Torna a parlare Giuseppe Salvatore Riina, detto Salvuccio, figlio del boss Totò. Lui, che a differenza del padre ama stare sotto i riflettori, non è nuovo a provocazioni, vere e proprie riscritture della storia e dichiarazioni volte a mitizzare la figura del sanguinario capomafia.
Riina, che è stato condannato a otto anni per mafia ed è poi ritornato nella sua città natale, ha rilasciato un’intervista Lo Sperone Podcast.

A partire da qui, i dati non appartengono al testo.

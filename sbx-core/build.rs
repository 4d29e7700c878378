/*
 * pacwrap-core
 *
 * Copyright (C) 2023-2024 Xavier R.M. <sapphirus@azorium.net>
 * SPDX-License-Identifier: GPL-3.0-only
 *
 * This library is free software: you can redistribute it and/or modify
 * it under the terms of the GNU General Public License as published by
 * the Free Software Foundation, version 3.
 *
 * This program is distributed in the hope that it will be useful,
 * but WITHOUT ANY WARRANTY; without even the implied warranty of
 * MERCHANTABILITY or FITNESS FOR A PARTICULAR PURPOSE.  See the
 * GNU General Public License for more details.
 *
 * You should have received a copy of the GNU General Public License
 * along with this program.  If not, see <https://www.gnu.org/licenses/>.
 */

use std::env::var;

fn dist_filesystem_meta() -> String {
    match var("PACWRAP_DIST_META") {
        Ok(var) => var,
        Err(_) => "/usr/share/pacwrap/filesystem.dat".into(),
    }
}

fn dist_filesystem() -> String {
    match var("PACWRAP_DIST_FS") {
        Ok(var) => var,
        Err(_) => "/usr/share/pacwrap/filesystem.tar.zst".into(),
    }
}

fn dist_config() -> String {
    match var("PACWRAP_DIST_CONF") {
        Ok(var) => var,
        Err(_) => "../../../dist/default/pacwrap.yml".into(),
    }
}

fn dist_repo_config() -> String {
    match var("PACWRAP_DIST_REPO_CONF") {
        Ok(var) => var,
        Err(_) => "../../../dist/default/repositories.conf".into(),
    }
}

fn main() {
    if !cfg!(target_os = "linux") || !cfg!(target_family = "unix") {
        panic!("Unsupported build target. Please refer to the documentation for further information.")
    }

    println!("cargo:rerun-if-env-changed=PACWRAP_DIST_FS");
    println!("cargo:rustc-env=PACWRAP_DIST_FS={}", dist_filesystem());
    println!("cargo:rustc-env=PACWRAP_DIST_META={}", dist_filesystem_meta());
    println!("cargo:rustc-env=PACWRAP_DIST_REPO_CONF={}", dist_repo_config());
    println!("cargo:rustc-env=PACWRAP_DIST_CONF={}", dist_config());
}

«Come i piccoli palestinesi da bimbo ho vissuto sempre come se fossi in perenne emergenza», ha raccontato. «Ma quando dovevamo scappare da un rifugio all'altro con papà, per me era come una festa perché conoscevo posti nuovi e gente nuova. Sono pure nato nella clinica Noto, la più famosa di Palermo, col nome e cognome di mio padre. E tutti lo sapevano».
Riscrive la storia, Salvuccio Riina: «Mio padre non ha mai ordinato l’omicidio del piccolo Giuseppe Di Matteo». Giovanni Falcone? «Quando l'hanno ammazzato, non dava più fastidio alla mafia o a Totò Riina, ma ad altri dietro le quinte».
Un attacco all’antimafia, «carrozzone composto da gente che ha bisogno di stare sotto i riflettori e a dimostrarlo sono i casi della giudice Silvana Saguto e dell'imprenditore Antonello Montante, finti e antimafiosi di facciata».
Il ritratto del padre è simile a quello di un santo: «Un uomo con la U maiuscola, che ha sempre combattuto il sistema. Un uomo serio e onesto, che manteneva la parola data e pensava alla sua famiglia. Non l’ho mai visto compiere un atto di violenza o tornare a casa con una pistola in mano e sporco di sangue».
Totò Riina «è stato arrestato perché dava fastidio, così come a un certo punto hanno dato fastidio Bernardo Provenzano e Matteo Messina Denaro, perché erano malati e non servivano più in quello stato a quelli che detenevano veramente il denaro della mafia».